Mostly, this is random stories from my various trips as I collect them, but I've a wee backlog to get through too and those will pop up occasionally.

Feel free to leave comments.

Tuesday, 5 August 2014

Summertime.... and the living is easy

Summer. Long days, warmer weather, drier ground. Little wonder thoughts turn to epic days out. Those long ridges, the summits, the sound of tyres skipping over dry, rocky trails. The unfashionable warm spell has got me to thinking a wee bit about how I've been spending my time out of doors and I've decided to slow it down a little. Warmer weather also means it's nicer to relax, to watch nature in full flow, to dip your feet in the river and just enjoy what's all around you without needing to be in a rush to go anywhere. Sort of reminds me of an old TV ad....

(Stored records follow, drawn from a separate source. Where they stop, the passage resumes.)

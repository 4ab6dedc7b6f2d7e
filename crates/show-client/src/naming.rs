//! Interface naming: SONiC names, vendor aliases and natural ordering.

use crate::db::{self, Database, DbFacade, TableSelector};
use crate::error::ShowResult;
use once_cell::sync::Lazy;
use regex::Regex;
use sonic_cli_dispatch::{CommandError, CommandResult, OptionMap};
use std::cmp::Ordering;
use std::collections::BTreeMap;
use std::fmt;

/// Global option selecting how interface names are shown and accepted.
pub const SONIC_CLI_IFACE_MODE: &str = "SONIC_CLI_IFACE_MODE";

/// CONFIG_DB table holding port configuration, including aliases.
pub const CFG_PORT_TABLE_NAME: &str = "PORT";

const VLAN_SUB_INTERFACE_SEPARATOR: char = '.';

static ETHERNET_RE: Lazy<Regex> =
    Lazy::new(|| Regex::new(r"^Ethernet\d+$").expect("Invalid regex pattern"));
static PORTCHANNEL_RE: Lazy<Regex> =
    Lazy::new(|| Regex::new(r"^PortChannel\d+$").expect("Invalid regex pattern"));
static VLAN_RE: Lazy<Regex> =
    Lazy::new(|| Regex::new(r"^Vlan(\d+)$").expect("Invalid regex pattern"));
static MGMT_RE: Lazy<Regex> = Lazy::new(|| Regex::new(r"^eth\d+$").expect("Invalid regex pattern"));

/// True for the interface names the resolution chains accept.
pub fn is_valid_if_name(name: &str) -> bool {
    ETHERNET_RE.is_match(name)
        || PORTCHANNEL_RE.is_match(name)
        || VLAN_RE.is_match(name)
        || MGMT_RE.is_match(name)
}

/// VLAN number of a `VlanN` interface.
pub fn vlan_id(name: &str) -> Option<&str> {
    VLAN_RE
        .captures(name)
        .and_then(|c| c.get(1))
        .map(|m| m.as_str())
}

/// How interface names are presented.
#[derive(Debug, Clone, Copy, Default, PartialEq, Eq)]
pub enum NamingMode {
    #[default]
    Default,
    Alias,
}

impl NamingMode {
    pub fn as_str(&self) -> &'static str {
        match self {
            NamingMode::Default => "default",
            NamingMode::Alias => "alias",
        }
    }

    /// Reads the naming mode from the request options. Absent or empty means
    /// default.
    pub fn from_options(options: &OptionMap) -> CommandResult<Self> {
        match options.string(SONIC_CLI_IFACE_MODE).unwrap_or("") {
            "" | "default" => Ok(NamingMode::Default),
            "alias" => Ok(NamingMode::Alias),
            other => Err(CommandError::invalid_argument(format!(
                "invalid {} '{}', expected 'default' or 'alias'",
                SONIC_CLI_IFACE_MODE, other
            ))),
        }
    }
}

impl fmt::Display for NamingMode {
    fn fmt(&self, f: &mut fmt::Formatter<'_>) -> fmt::Result {
        f.write_str(self.as_str())
    }
}

/// Bidirectional port name ↔ alias map built from CONFIG_DB `PORT`.
#[derive(Debug, Clone, Default, PartialEq, Eq)]
pub struct AliasMap {
    name_to_alias: BTreeMap<String, String>,
    alias_to_name: BTreeMap<String, String>,
}

impl AliasMap {
    pub async fn load(facade: &dyn DbFacade) -> ShowResult<Self> {
        let ports = db::rows(
            facade,
            TableSelector::table(Database::ConfigDb, CFG_PORT_TABLE_NAME),
        )
        .await?;
        Ok(Self::from_pairs(ports.into_iter().map(|(name, fields)| {
            let alias = fields.get("alias").cloned().unwrap_or_else(|| name.clone());
            (name, alias)
        })))
    }

    pub fn from_pairs<I: IntoIterator<Item = (String, String)>>(pairs: I) -> Self {
        let mut map = Self::default();
        for (name, alias) in pairs {
            map.alias_to_name.insert(alias.clone(), name.clone());
            map.name_to_alias.insert(name, alias);
        }
        map
    }

    pub fn alias_of(&self, name: &str) -> Option<&str> {
        self.name_to_alias.get(name).map(String::as_str)
    }

    pub fn name_of(&self, alias: &str) -> Option<&str> {
        self.alias_to_name.get(alias).map(String::as_str)
    }

    /// Name as shown to the caller. Sub-interface suffixes (`.100`) survive.
    pub fn to_display(&self, name: &str, mode: NamingMode) -> String {
        if mode != NamingMode::Alias || name.is_empty() {
            return name.to_string();
        }
        let (base, suffix) = match name.find(VLAN_SUB_INTERFACE_SEPARATOR) {
            Some(i) => name.split_at(i),
            None => (name, ""),
        };
        match self.alias_of(base) {
            Some(alias) => format!("{}{}", alias, suffix),
            None => name.to_string(),
        }
    }

    /// Name supplied by the caller converted to a SONiC name.
    pub fn resolve_input(&self, input: &str, mode: NamingMode) -> CommandResult<String> {
        if mode != NamingMode::Alias {
            return Ok(input.to_string());
        }
        match self.name_of(input) {
            Some(name) if !name.is_empty() && name != input => Ok(name.to_string()),
            _ => Err(CommandError::not_found(format!(
                "Cannot find interface name for alias {}",
                input
            ))),
        }
    }
}

/// Compares strings treating runs of digits as numbers (`Ethernet4` <
/// `Ethernet12`).
pub fn natural_cmp(a: &str, b: &str) -> Ordering {
    let mut a = a;
    let mut b = b;
    loop {
        match (a.is_empty(), b.is_empty()) {
            (true, true) => return Ordering::Equal,
            (true, false) => return Ordering::Less,
            (false, true) => return Ordering::Greater,
            _ => {}
        }
        let (ca, ra) = split_chunk(a);
        let (cb, rb) = split_chunk(b);
        let a_digits = ca.starts_with(|c: char| c.is_ascii_digit());
        let b_digits = cb.starts_with(|c: char| c.is_ascii_digit());

        let ord = match (a_digits, b_digits) {
            (true, true) => {
                let ta = ca.trim_start_matches('0');
                let tb = cb.trim_start_matches('0');
                ta.len()
                    .cmp(&tb.len())
                    .then_with(|| ta.cmp(tb))
                    .then_with(|| ca.len().cmp(&cb.len()))
            }
            _ => ca.cmp(cb),
        };
        if ord != Ordering::Equal {
            return ord;
        }
        a = ra;
        b = rb;
    }
}

/// Splits off the leading run of digits or non-digits.
fn split_chunk(s: &str) -> (&str, &str) {
    let digits = s.starts_with(|c: char| c.is_ascii_digit());
    let end = s
        .find(|c: char| c.is_ascii_digit() != digits)
        .unwrap_or(s.len());
    s.split_at(end)
}

/// Sorts interface names in natural order.
pub fn natsort<S: AsRef<str>>(names: &mut [S]) {
    names.sort_by(|a, b| natural_cmp(a.as_ref(), b.as_ref()));
}
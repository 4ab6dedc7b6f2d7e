//! show-client
//!
//! Runs one show query and prints the JSON answer:
//!
//! ```text
//! show-client 'SHOW/interfaces/counters[interfaces=Ethernet0,Ethernet4][period=5]'
//! show-client --fixture dump.json 'SHOW/arp'
//! ```

use anyhow::Context;
use clap::Parser;
use sonic_cli_dispatch::Path;
use sonic_show_client::{
    build_dispatcher, DbFacade, HostCommand, MemoryFacade, RedisFacade, ShellRunner, ShowConfig,
    ShowContext,
};
use std::path::PathBuf;
use std::sync::Arc;
use std::time::Duration;
use tokio::signal;
use tokio_util::sync::CancellationToken;
use tracing::{debug, info, warn};
use tracing_subscriber::{EnvFilter, FmtSubscriber};

#[derive(Parser, Debug)]
#[command(name = "show-client")]
#[command(author, version, about, long_about = None)]
struct Args {
    /// Configuration file
    #[arg(short = 'c', long, default_value = sonic_show_client::config::DEFAULT_CONFIG_PATH)]
    config: PathBuf,

    /// Redis host, overrides the configuration file
    #[arg(long)]
    redis_host: Option<String>,

    /// Redis port, overrides the configuration file
    #[arg(long)]
    redis_port: Option<u16>,

    /// Serve queries from a JSON database dump instead of Redis
    #[arg(long)]
    fixture: Option<PathBuf>,

    /// Host command timeout in seconds
    #[arg(short = 't', long)]
    timeout: Option<u64>,

    /// Log level (trace, debug, info, warn, error)
    #[arg(short = 'l', long)]
    log_level: Option<String>,

    /// Query path, e.g. SHOW/interfaces/errors/Ethernet0
    path: String,
}

#[tokio::main]
async fn main() -> anyhow::Result<()> {
    let args = Args::parse();

    let mut config = ShowConfig::load_or_default(&args.config)
        .with_context(|| format!("failed to load {}", args.config.display()))?;
    if let Some(host) = args.redis_host {
        config.database.redis_host = host;
    }
    if let Some(port) = args.redis_port {
        config.database.redis_port = port;
    }
    if let Some(timeout) = args.timeout {
        config.commands.host_command_timeout_secs = timeout;
    }
    if let Some(level) = args.log_level {
        config.logging.level = level;
    }
    config.validate().context("invalid configuration")?;

    init_logging(&config.logging.level)?;

    let db: Arc<dyn DbFacade> = match &args.fixture {
        Some(path) => {
            info!(fixture = %path.display(), "Serving from database dump");
            Arc::new(MemoryFacade::load(path)?)
        }
        None => Arc::new(
            RedisFacade::connect(&config.database, config.connection_timeout())
                .await
                .context("failed to connect to Redis")?,
        ),
    };
    let host: Arc<dyn HostCommand> = Arc::new(ShellRunner::new(config.host_command_timeout()));

    let cancel = CancellationToken::new();
    spawn_signal_handler(cancel.clone());

    let ctx = ShowContext::new(db, host)
        .with_max_period(config.commands.max_period_secs)
        .for_request(cancel);
    let dispatcher = build_dispatcher()?;
    let path = Path::parse(&args.path)?;
    debug!(path = %path, "Dispatching query");

    let body = dispatcher.dispatch(ctx, &path).await?;
    println!("{}", String::from_utf8_lossy(&body));
    Ok(())
}

/// Initializes the tracing subscriber. `RUST_LOG` wins over `level`.
fn init_logging(level: &str) -> anyhow::Result<()> {
    let filter = EnvFilter::try_from_default_env().unwrap_or_else(|_| EnvFilter::new(level));
    let subscriber = FmtSubscriber::builder()
        .with_env_filter(filter)
        .with_target(true)
        .with_writer(std::io::stderr)
        .compact()
        .finish();

    tracing::subscriber::set_global_default(subscriber)
        .map_err(|e| anyhow::anyhow!("Failed to set logger: {}", e))?;
    Ok(())
}

/// Cancels the in-flight query on SIGINT.
fn spawn_signal_handler(cancel: CancellationToken) {
    tokio::spawn(async move {
        if signal::ctrl_c().await.is_ok() {
            warn!("Received SIGINT, cancelling query");
            cancel.cancel();
        }
    });
}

With that in mind, I've spent some time on easier walks or simply mooching around some fantastic spots in Scotland. Mim and I had a few days in Blair Atholl, including a walk up Glen Tilt. With summer flowers around and a lovely river to cool down in it was just about perfect.

So - not so many words this time, a few more pictures.....


First view up Glen Tilt
Looking further up Glen Tilt
Cooling off in and by the river
Summer is also about cream teas!

The second week of our holiday was spent in the Western Isles. Though I've been through the Outer Hebrides before, Mim never has so we spent some time on North Uist doing some sightseeing, a couple of walks and some paddling in the new kayak.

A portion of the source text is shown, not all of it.